The best this album has to offer is its production, by none other than Billy Corgan (with occasional help from Brad Wood, who's worked with Veruca Salt and Liz Phair). There are some very nice touches here: Euro-disco rhythms, '80s keyboards, fuzzed-out bass, guitars that cry like sea gulls, odd techno-noises. It almost makes up for Corgan's mundane songs, but not quite. Adore is the kind of downbeat, not-so-great stuff that dominated the '70s, another decade in which nobody could muster much enthusiasm for rock 'n' roll. But it's just this kind of atmosphere in which Corgan functions so well.

-- Rafer Guzman

Rees
Circumstances
(Bugeater Records)

The Australian singer-songwriter Scott Rees -- call him by his last name only, please -- exported himself to South Florida in 1996. He enlisted the area's hottest session musicians for his debut disc, Circumstances, and the result is a fruitful marriage of Australian pop and soulful American rock.

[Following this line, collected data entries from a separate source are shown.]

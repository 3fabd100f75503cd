// ABOUTME: Adaptive coach running the difficulty controller and recommender as cancellable async tasks
// ABOUTME: Publishes difficulty and recommendations to any number of watch subscribers
//
// SPDX-License-Identifier: MIT OR Apache-2.0
// Copyright (c) 2025 Pierre Fitness Intelligence

//! # Adaptive Coach
//!
//! The coach reacts to two kinds of events away from the analysis thread:
//!
//! - a stored sample steps the [`DifficultyController`] over the newest batch
//! - a stored rating recomputes recommendations from every rating
//!
//! Each reaction is a task on a [`JoinSet`], so a session can abort whatever
//! is still pending. Controller state only changes after every storage read
//! of a step has succeeded, and values are published whole through
//! [`watch`] channels.

use crate::database::Store;
use crate::errors::{AppError, AppResult};
use crate::session::FinishedWorkout;
use crate::worker::AnalysisEvent;
use reptrack_core::models::{Rating, Sample};
use reptrack_intelligence::analyzer::CompletedRep;
use reptrack_intelligence::config::IntelligenceConfig;
use reptrack_intelligence::difficulty::{
    DifficultyController, DifficultyPolicy, DifficultyUpdate, QTablePolicy,
};
use reptrack_intelligence::recommender::{recommend, Recommendation};
use reptrack_intelligence::scoring::rating_from_score;
use std::sync::Arc;
use tokio::sync::{watch, Mutex};
use tokio::task::JoinSet;
use tracing::{debug, info, warn};

/// Result of one background task
#[derive(Debug, Clone, PartialEq)]
#[non_exhaustive]
pub enum CoachOutcome {
    /// A sample was stored; `None` while the batch is not yet full
    Difficulty(Option<DifficultyUpdate>),
    /// A rating was stored and recommendations recomputed
    Recommendations(Vec<Recommendation>),
}

/// What [`AdaptiveCoach::drain`] collected
#[derive(Debug, Default)]
pub struct DrainReport {
    /// Controller steps that ran, in completion order
    pub difficulty_updates: Vec<DifficultyUpdate>,
    /// Most recent recommendation list produced
    pub recommendations: Option<Vec<Recommendation>>,
    /// Tasks that failed
    pub failures: Vec<AppError>,
    /// Tasks aborted before finishing
    pub cancelled: usize,
}

/// Coordinator for the difficulty and recommendation loops
pub struct AdaptiveCoach<P = QTablePolicy> {
    store: Arc<dyn Store>,
    controller: Arc<Mutex<DifficultyController<P>>>,
    difficulty: Arc<watch::Sender<u32>>,
    recommendations: Arc<watch::Sender<Vec<Recommendation>>>,
    ratings_gate: Arc<Mutex<()>>,
    top_k: usize,
    tasks: JoinSet<AppResult<CoachOutcome>>,
}

impl AdaptiveCoach<QTablePolicy> {
    /// Coach with the default Q-table policy
    #[must_use]
    pub fn new(store: Arc<dyn Store>, config: &IntelligenceConfig) -> Self {
        Self::with_controller(
            store,
            DifficultyController::new(&config.difficulty),
            config.recommendation.top_k,
        )
    }
}

impl<P: DifficultyPolicy + 'static> AdaptiveCoach<P> {
    /// Coach around an existing controller
    #[must_use]
    pub fn with_controller(
        store: Arc<dyn Store>,
        controller: DifficultyController<P>,
        top_k: usize,
    ) -> Self {
        let (difficulty, _) = watch::channel(controller.difficulty());
        let (recommendations, _) = watch::channel(Vec::new());
        Self {
            store,
            controller: Arc::new(Mutex::new(controller)),
            difficulty: Arc::new(difficulty),
            recommendations: Arc::new(recommendations),
            ratings_gate: Arc::new(Mutex::new(())),
            top_k,
            tasks: JoinSet::new(),
        }
    }

    /// Storage collaborator
    #[must_use]
    pub fn store(&self) -> &Arc<dyn Store> {
        &self.store
    }

    /// Current difficulty
    #[must_use]
    pub fn difficulty(&self) -> u32 {
        *self.difficulty.borrow()
    }

    /// Latest recommendations
    #[must_use]
    pub fn recommendations(&self) -> Vec<Recommendation> {
        self.recommendations.borrow().clone()
    }

    /// Observe difficulty changes
    #[must_use]
    pub fn subscribe_difficulty(&self) -> watch::Receiver<u32> {
        self.difficulty.subscribe()
    }

    /// Observe recommendation changes
    #[must_use]
    pub fn subscribe_recommendations(&self) -> watch::Receiver<Vec<Recommendation>> {
        self.recommendations.subscribe()
    }

    /// Background tasks not yet collected
    #[must_use]
    pub fn pending_tasks(&self) -> usize {
        self.tasks.len()
    }

    /// Store a sample for a rep the workout counted and step the controller in the background
    ///
    /// Reps seen outside an active workout are not samples; returns whether one was recorded.
    pub fn record_rep(&mut self, rep: &CompletedRep) -> bool {
        if !rep.counted {
            return false;
        }
        self.record_sample(Sample::now(rep.event.angle, rep.error_tags.clone()));
        true
    }

    /// Store a sample and step the controller in the background
    pub fn record_sample(&mut self, sample: Sample) {
        let store = Arc::clone(&self.store);
        let controller = Arc::clone(&self.controller);
        let published = Arc::clone(&self.difficulty);
        self.tasks.spawn(async move {
            difficulty_step(store.as_ref(), &controller, &published, &sample)
                .await
                .map(CoachOutcome::Difficulty)
        });
    }

    /// Store a rating and recompute recommendations in the background
    pub fn submit_rating(&mut self, rating: Rating) {
        let store = Arc::clone(&self.store);
        let gate = Arc::clone(&self.ratings_gate);
        let published = Arc::clone(&self.recommendations);
        let top_k = self.top_k;
        self.tasks.spawn(async move {
            recommendation_step(store.as_ref(), &gate, &published, top_k, &rating)
                .await
                .map(CoachOutcome::Recommendations)
        });
    }

    /// Store a sample and step the controller, waiting for the result
    ///
    /// # Errors
    ///
    /// Returns an error if storing the sample or reading the batch fails; the
    /// controller is unchanged then
    pub async fn step_difficulty(&self, sample: &Sample) -> AppResult<Option<DifficultyUpdate>> {
        difficulty_step(self.store.as_ref(), &self.controller, &self.difficulty, sample).await
    }

    /// Store a rating and recompute recommendations, waiting for the result
    ///
    /// # Errors
    ///
    /// Returns an error if storing or reading ratings fails
    pub async fn refresh_recommendations(&self, rating: &Rating) -> AppResult<Vec<Recommendation>> {
        recommendation_step(
            self.store.as_ref(),
            &self.ratings_gate,
            &self.recommendations,
            self.top_k,
            rating,
        )
        .await
    }

    /// Persist a finished workout and submit its automatic rating
    ///
    /// # Errors
    ///
    /// Returns an error if the workout cannot be saved
    pub async fn finish_workout(&mut self, finished: &FinishedWorkout) -> AppResult<String> {
        let workout_id = self
            .store
            .save_workout(&finished.summary, &finished.feedbacks)
            .await?;
        let auto_rating = rating_from_score(finished.summary.score);
        info!(
            workout_id = %workout_id,
            score = finished.summary.score,
            auto_rating,
            "workout saved"
        );
        self.submit_rating(Rating::new(workout_id.clone(), auto_rating)?);
        Ok(workout_id)
    }

    /// React to an analysis event; returns the saved workout id for finished workouts
    ///
    /// # Errors
    ///
    /// Returns an error if a finished workout cannot be saved
    pub async fn handle_event(&mut self, event: &AnalysisEvent) -> AppResult<Option<String>> {
        match event {
            AnalysisEvent::Frame(report) => {
                let mut skipped = 0_usize;
                for rep in &report.completed {
                    if !self.record_rep(rep) {
                        skipped += 1;
                    }
                }
                if skipped > 0 {
                    debug!(skipped, "reps outside the workout not sampled");
                }
                Ok(None)
            }
            AnalysisEvent::WorkoutFinished(finished) => {
                self.finish_workout(finished).await.map(Some)
            }
            _ => Ok(None),
        }
    }

    /// Cancel every pending task
    pub fn abort(&mut self) {
        if !self.tasks.is_empty() {
            debug!(pending = self.tasks.len(), "aborting coach tasks");
        }
        self.tasks.abort_all();
    }

    /// Wait for every pending task and collect the results
    pub async fn drain(&mut self) -> DrainReport {
        let mut report = DrainReport::default();
        while let Some(joined) = self.tasks.join_next().await {
            match joined {
                Ok(Ok(CoachOutcome::Difficulty(update))) => {
                    report.difficulty_updates.extend(update);
                }
                Ok(Ok(CoachOutcome::Recommendations(list))) => {
                    report.recommendations = Some(list);
                }
                Ok(Err(error)) => {
                    warn!(error = %error, "coach task failed");
                    report.failures.push(error);
                }
                Err(join_error) if join_error.is_cancelled() => report.cancelled += 1,
                Err(join_error) => {
                    warn!(error = %join_error, "coach task panicked");
                    report
                        .failures
                        .push(AppError::internal(format!("coach task panicked: {join_error}")));
                }
            }
        }
        report
    }
}

async fn difficulty_step<P: DifficultyPolicy>(
    store: &dyn Store,
    controller: &Mutex<DifficultyController<P>>,
    published: &watch::Sender<u32>,
    sample: &Sample,
) -> AppResult<Option<DifficultyUpdate>> {
    // Held for the whole step so each step sees the batch its own insert produced
    let mut controller = controller.lock().await;
    let batch_size = controller.batch_size();
    store.insert_sample(sample).await?;
    let recent = store.recent_samples(batch_size).await?;

    let update = controller.observe(&recent);
    if let Some(update) = update {
        published.send_replace(update.difficulty);
        if update.changed() {
            info!(
                previous = update.previous,
                difficulty = update.difficulty,
                reward = update.reward,
                "difficulty adjusted"
            );
        }
    }
    Ok(update)
}

async fn recommendation_step(
    store: &dyn Store,
    gate: &Mutex<()>,
    published: &watch::Sender<Vec<Recommendation>>,
    top_k: usize,
    rating: &Rating,
) -> AppResult<Vec<Recommendation>> {
    let _serialized = gate.lock().await;
    store.insert_rating(rating).await?;
    let ratings = store.all_ratings().await?;

    let recommendations = recommend(&ratings, top_k);
    debug!(
        ratings = ratings.len(),
        recommended = recommendations.len(),
        "recommendations refreshed"
    );
    published.send_replace(recommendations.clone());
    Ok(recommendations)
}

The five-song EP opens with "Tall Trees," which begins with an alluring drum beat and a chorus of charming "woe-woes." Then comes Rees' guttural, commanding voice -- and it doesn't let up until the last words on this disc are sung. Actually, Rees doesn't so much sing as boom, even when it comes to his most poetic lines (such as "And wake, walk to the forest and taste the honey rain/In the air that surrounds you," from "Jenna's Lullaby").

Of the local stars who shine on this CD, guitarist Randy Bernsen is the brightest, displaying his famously crisp fretwork with a precision-driven, graceful lead on "Capsize Me." Brian Franklin, another South Florida standout, makes his presence known on "Fly," strumming an acoustic guitar and subtly blowing a harmonica.

Some of Rees' lyrics seem trite at times ("My wings are stronger than ever before/ I'm ready to fly"), but his resounding voice saves him from hokiness. If this offering is any indication of things to come (Rees' first full-length album is due out next year), the Aussie singer may well grow strong roots here in American soil.